Why Does Any of This Matter?

A few reasons.

Robotics and embodied AI. If you want a robot that does not break things, it helps if it can imagine what will happen before it moves. That is what world models enable.

Grounding language models. LLMs hallucinate about the physical world because they have never interacted with it. World models are one way to give them that grounding.

3D reconstruction and urban modelling. This is where my own interest sits. I spent a good part of my life in the spatio-temporal world. A mix of quantitative geography, urban science, earth observation, spatio-temporal statistics and ML. I can see a lot of ideas that have emerged in those domains playing an important role here. Spatial autocorrelation for example could be used as prior for scene consistency, spatio-temporal point processes could be applied for modelling dynamic urban elements, uncertainty quantification methods from geostatistics could be applied to novel view confidence.

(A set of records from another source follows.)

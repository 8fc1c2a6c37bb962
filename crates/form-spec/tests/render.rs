use form_spec::{
    CategorySpec, ChoiceStyle, ControlKind, ControlStatus, FieldValue, FileHandle, FormState,
    RenderError, RenderStatus, build_render_payload, render_json_ui, render_text,
};

fn fixture() -> CategorySpec {
    serde_json::from_str(include_str!("fixtures/internship.json")).expect("deserialize")
}

#[test]
fn controls_follow_order_and_skip_hidden_or_unknown_fields() {
    let state = FormState::for_category(&fixture());
    let ids = state
        .controls()
        .into_iter()
        .map(|control| control.field_id)
        .collect::<Vec<_>>();
    // f-stack and f-city are conditional, f-legacy has an unrecognized type.
    assert_eq!(ids, vec!["f-name", "f-resume", "f-track", "f-years", "f-relocate"]);
}

#[test]
fn control_kinds_match_field_types() {
    let mut state = FormState::for_category(&fixture());
    state
        .on_change("f-track", FieldValue::Text("backend".into()))
        .expect("change");
    let controls = state.controls();
    let kind_of = |id: &str| {
        controls
            .iter()
            .find(|control| control.field_id == id)
            .map(|control| control.kind.clone())
            .expect("control present")
    };

    assert_eq!(kind_of("f-resume"), ControlKind::Input { input_type: "url" });
    assert!(matches!(
        kind_of("f-track"),
        ControlKind::SingleChoice { style: ChoiceStyle::Radio, .. }
    ));
    assert_eq!(
        kind_of("f-years"),
        ControlKind::Numeric {
            min: Some(0.0),
            max: Some(40.0),
            step: None,
            slider: false
        }
    );
    assert_eq!(kind_of("f-relocate"), ControlKind::Toggle { checked: false });
    assert!(matches!(kind_of("f-stack"), ControlKind::MultiChoice { .. }));
}

#[test]
fn chips_follow_selection_order() {
    let mut state = FormState::for_category(&fixture());
    state
        .on_change("f-track", FieldValue::Text("backend".into()))
        .expect("change");
    for option in ["kafka", "rust", "postgres"] {
        assert!(state.toggle_option("f-stack", option).expect("toggle"));
    }
    assert!(!state.toggle_option("f-stack", "rust").expect("toggle"));

    let chips = state
        .controls()
        .into_iter()
        .find_map(|control| match control.kind {
            ControlKind::MultiChoice { chips, .. } => Some(chips),
            _ => None,
        })
        .expect("multiselect control");
    assert_eq!(chips, vec!["kafka", "postgres"]);

    assert_eq!(
        state.toggle_option("f-stack", "cobol"),
        Err(RenderError::UnknownOption {
            field_id: "f-stack".into(),
            option: "cobol".into()
        })
    );
    assert_eq!(
        state.toggle_option("f-track", "backend"),
        Err(RenderError::NotMultiselect("f-track".into()))
    );
}

#[test]
fn status_moves_from_pristine_to_invalid_only_after_submit() {
    let mut state = FormState::for_category(&fixture());
    assert_eq!(state.status("f-name"), ControlStatus::Pristine);

    state
        .on_change("f-resume", FieldValue::Text("notaurl".into()))
        .expect("change");
    assert_eq!(state.status("f-resume"), ControlStatus::Touched);
    assert!(state.error("f-resume").is_none());

    let result = state.submit().expect_err("invalid form");
    assert_eq!(result.field_errors().len(), 2);
    assert_eq!(state.status("f-name"), ControlStatus::Invalid);
    assert_eq!(state.status("f-resume"), ControlStatus::Invalid);
    assert_eq!(state.status("f-years"), ControlStatus::Valid);
    // Entered values survive a failed submit.
    assert_eq!(
        state.values().get("f-resume"),
        Some(&FieldValue::Text("notaurl".into()))
    );

    state
        .on_change("f-resume", FieldValue::Text("https://example.com/cv.pdf".into()))
        .expect("change");
    assert_eq!(state.status("f-resume"), ControlStatus::Touched);
    assert!(state.error("f-resume").is_none());
    assert_eq!(state.error("f-name"), Some("This field is required"));
}

#[test]
fn submit_returns_only_visible_values() {
    let mut state = FormState::for_category(&fixture());
    state
        .on_change("f-name", FieldValue::Text("Ada Lovelace".into()))
        .expect("change");
    state
        .on_change("f-track", FieldValue::Text("backend".into()))
        .expect("change");
    state.toggle_option("f-stack", "rust").expect("toggle");
    // Switching track hides the stack field; its stale value must not be submitted.
    state
        .on_change("f-track", FieldValue::Text("data".into()))
        .expect("change");

    let submitted = state.submit().expect("valid form");
    assert!(submitted.contains("f-name"));
    assert!(submitted.contains("f-track"));
    assert!(!submitted.contains("f-stack"));
}

#[test]
fn unknown_field_changes_are_rejected() {
    let mut state = FormState::for_category(&fixture());
    assert_eq!(
        state.on_change("nope", FieldValue::Boolean(true)),
        Err(RenderError::UnknownField("nope".into()))
    );
}

#[test]
fn payload_renders_as_text_and_json() {
    let category = fixture();
    let mut state = FormState::for_category(&category);
    state
        .on_change("f-relocate", FieldValue::Boolean(true))
        .expect("change");

    let payload = build_render_payload(&category, &state);
    assert_eq!(payload.status, RenderStatus::NeedInput);
    assert_eq!(payload.progress.total, 6);
    assert_eq!(payload.progress.answered, 1);

    let text = render_text(&payload);
    assert!(text.contains("Category: Internship (internship)"));
    assert!(text.contains("Preferred City [dropdown: Berlin | Lagos | Lima] *"));

    let ui = render_json_ui(&payload);
    assert_eq!(ui["category_id"], "internship");
    let controls = ui["controls"].as_array().expect("controls");
    let city = controls
        .iter()
        .find(|control| control["field_id"] == "f-city")
        .expect("city control");
    assert_eq!(city["control"]["style"], "dropdown");
    assert_eq!(city["status"], "pristine");
    assert!(ui["schema"]["properties"]["f-city"].is_object());

    state.submit().expect_err("city missing");
    let payload = build_render_payload(&category, &state);
    assert_eq!(payload.status, RenderStatus::Invalid);
    let ui = render_json_ui(&payload);
    let name = ui["controls"]
        .as_array()
        .and_then(|controls| controls.iter().find(|c| c["field_id"] == "f-name"))
        .expect("name control");
    assert_eq!(name["flagged"], true);
    assert_eq!(name["error"], "This field is required");
}

#[test]
fn file_values_render_as_picker_selection() {
    let category: CategorySpec = serde_json::from_value(serde_json::json!({
        "id": "scholarship",
        "name": "Scholarship",
        "fields": [
            { "id": "transcript", "label": "Transcript", "type": "file", "required": true }
        ]
    }))
    .expect("deserialize");
    let mut state = FormState::for_category(&category);
    state
        .on_change("transcript", FieldValue::File(FileHandle::named("grades.pdf")))
        .expect("change");
    let control = state.controls().remove(0);
    assert_eq!(
        control.kind,
        ControlKind::FilePicker {
            selected: Some("grades.pdf".into())
        }
    );
    assert!(state.submit().is_ok());
}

The flow of ideas between these fields feels like it is just getting started.

Where This Is Heading

World models and 3D reconstruction are seem to be arriving at similar things. The new “4D World Models: Bridging Generation and Reconstruction” workshop joins USM3D’s traditional focus on structured urban reconstruction, and both communities are increasingly talking to each other.

Five trends I am watching:

1. Generated frames as reconstruction input. Cosmos’s 62.6% pose recovery rate means generated video has enough structure to potentially augment sparse SfM captures. If this works, world models could become a data source for reconstruction, not just a consumer of reconstructed scenes.

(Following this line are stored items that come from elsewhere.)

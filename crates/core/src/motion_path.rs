//! Timestamped position sequences for a single object.
//!
//! Times are seconds relative to the trace start, which is kept alongside as
//! the path's `epoch`. Waypoints are stored as two parallel arrays so the
//! timestamp column can be binary searched directly.
//!
//! Empty paths are valid values: they can be built, squeezed and exported,
//! but anything that needs a position (`interpolate`, `bounds`, `resample`,
//! `start_time`, `end_time`) returns [`TraceError::EmptyPath`].

use crate::{
    error::{Result, TraceError},
    vec3::{self, Vec3},
};

#[derive(Debug, Clone, PartialEq, Default)]
pub struct MotionPath {
    epoch: f64,
    timestamps: Vec<f64>,
    positions: Vec<Vec3>,
}

impl MotionPath {
    /// Build a path from `(time, position)` pairs already sorted by time.
    pub fn new(epoch: f64, waypoints: impl IntoIterator<Item = (f64, Vec3)>) -> Self {
        let (timestamps, positions) = waypoints.into_iter().unzip();
        Self {
            epoch,
            timestamps,
            positions,
        }
    }

    pub fn epoch(&self) -> f64 {
        self.epoch
    }

    pub fn len(&self) -> usize {
        self.timestamps.len()
    }

    pub fn is_empty(&self) -> bool {
        self.timestamps.is_empty()
    }

    pub fn timestamps(&self) -> &[f64] {
        &self.timestamps
    }

    pub fn points(&self) -> &[Vec3] {
        &self.positions
    }

    pub fn waypoints(&self) -> impl ExactSizeIterator<Item = (f64, Vec3)> + '_ {
        self.timestamps
            .iter()
            .copied()
            .zip(self.positions.iter().copied())
    }

    pub fn start_time(&self) -> Result<f64> {
        self.timestamps.first().copied().ok_or(TraceError::EmptyPath)
    }

    pub fn end_time(&self) -> Result<f64> {
        self.timestamps.last().copied().ok_or(TraceError::EmptyPath)
    }

    /// Append a waypoint. The caller keeps times non-decreasing.
    pub fn push(&mut self, time: f64, position: Vec3) {
        self.timestamps.push(time);
        self.positions.push(position);
    }

    /// Drop waypoints that did not move away from the last kept waypoint.
    ///
    /// With `tolerance == 0` positions must match exactly to be dropped,
    /// otherwise anything closer than `tolerance` is dropped. The first
    /// waypoint is always kept.
    pub fn squeeze(&mut self, tolerance: f64) -> &mut Self {
        if tolerance > 0.0 {
            self.retain_moving(vec3::delta_equals(tolerance));
        } else {
            self.retain_moving(vec3::equals);
        }
        self
    }

    fn retain_moving(&mut self, same: impl Fn(Option<&Vec3>, Option<&Vec3>) -> bool) {
        let mut timestamps = Vec::with_capacity(self.len());
        let mut positions: Vec<Vec3> = Vec::with_capacity(self.len());

        for (time, point) in self.waypoints() {
            if same(Some(&point), positions.last()) {
                continue;
            }
            timestamps.push(time);
            positions.push(point);
        }

        self.timestamps = timestamps;
        self.positions = positions;
    }

    /// Position at time `t`, linearly interpolated between waypoints.
    ///
    /// Times outside the path clamp to the first or last waypoint. When two
    /// waypoints share a timestamp the later one wins. A NaN `t` is rejected
    /// with [`TraceError::InvalidTime`].
    pub fn interpolate(&self, t: f64) -> Result<Vec3> {
        let (first_t, last_t) = match (self.timestamps.first(), self.timestamps.last()) {
            (Some(&first), Some(&last)) => (first, last),
            _ => return Err(TraceError::EmptyPath),
        };
        if t.is_nan() {
            return Err(TraceError::InvalidTime { time: t });
        }

        if t <= first_t {
            return Ok(self.positions[0]);
        }
        if t >= last_t {
            return Ok(self.positions[self.len() - 1]);
        }

        // First index with a timestamp strictly after `t`. Only a NaN stored
        // timestamp can break 0 < cur < len, in which case `t` is unplaceable.
        let cur = self.timestamps.partition_point(|&ts| ts <= t);
        let Some(prev) = cur.checked_sub(1).filter(|_| cur < self.len()) else {
            return Err(TraceError::InvalidTime { time: t });
        };

        let (prev_t, cur_t) = (self.timestamps[prev], self.timestamps[cur]);
        let (prev_pos, cur_pos) = (self.positions[prev], self.positions[cur]);

        let span = cur_t - prev_t;
        if span <= 0.0 {
            return Ok(cur_pos);
        }

        let alpha = (t - prev_t) / span;
        Ok(vec3::add(
            &vec3::scale(&cur_pos, alpha),
            &vec3::scale(&prev_pos, 1.0 - alpha),
        ))
    }

    /// Sample the path every `interval` seconds from its first to its last
    /// timestamp. The last timestamp is always included.
    pub fn resample(&self, interval: f64) -> Result<MotionPath> {
        if interval <= 0.0 || !interval.is_finite() {
            return Err(TraceError::InvalidInterval { interval });
        }
        let start = self.start_time()?;
        let end = self.end_time()?;

        let mut out = MotionPath {
            epoch: self.epoch,
            ..Default::default()
        };

        let mut step = 0u64;
        loop {
            let t = start + interval * step as f64;
            if t >= end {
                break;
            }
            out.push(t, self.interpolate(t)?);
            step += 1;
        }
        out.push(end, self.interpolate(end)?);

        Ok(out)
    }

    /// Axis-aligned `(min, max)` corners of all waypoints.
    pub fn bounds(&self) -> Result<(Vec3, Vec3)> {
        let mut points = self.positions.iter();
        let first = *points.next().ok_or(TraceError::EmptyPath)?;
        Ok(points.fold((first, first), |(lo, hi), p| {
            (vec3::component_min(&lo, p), vec3::component_max(&hi, p))
        }))
    }

    /// Copy of this path with each waypoint offset by `parent`'s position at
    /// the same time. Turns parent-relative positions into absolute ones.
    pub fn translated_by(&self, parent: &MotionPath) -> Result<MotionPath> {
        let mut out = MotionPath {
            epoch: self.epoch,
            ..Default::default()
        };
        for (time, point) in self.waypoints() {
            out.push(time, point + parent.interpolate(time)?);
        }
        Ok(out)
    }
}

2. The representation spectrum. JEPA (latent, no output) to DreamerV3 (latent, imagination only) to object-centric slots (per-object latent, no geometry) to Genie (pixels, no geometry) to tokenized autoregressive (discrete tokens, lossy) to Cosmos (pixels with 3D structure) to OccWorld (discrete 3D voxels) to GaussianDWM (explicit 3DGS) to reconstruction (full geometry). They are all points on a continuum, and the boundaries are becoming porous. Dreamer-CDP imports JEPA into RL. SOLD imports slots into imagination-based RL. Cosmos-NuRec bridges generation and reconstruction. The interesting work in the next year will probably happen at the boundaries.

3. Occupancy as a bridge representation. The occupancy paradigm evolved faster than any other in 2024-2025. From OccWorld’s autoregressive baseline to SparseWorld’s real-time sparse queries in under two years. Drive-OccWorld already showed you can create a perception-to-planning loop. The open question is whether any of this transfers beyond driving.

4. The decoder-free convergence. Across three independent lineages: JEPA (never had a decoder), Dreamer (removed it: R2-Dreamer, NE-Dreamer), and object-centric (replaced pixel targets with DINO features: DINOSAUR), the field seems to be arriving at the same insight: pixel-level reconstruction wastes capacity on task-irrelevant details. This matters for 3D because the question becomes: does removing reconstruction lose geometric information, or does it actually free the model to learn spatial structure better?

5. Compositional vs monolithic latent dynamics. SOLD outperforms DreamerV3 on relational tasks. AXIOM beats it with ~400x fewer parameters. The question is whether slot-based decomposition can handle real world geometric complexity, or whether AXIOM’s mixture model approach, which naturally adapts its slot count, is the better fit.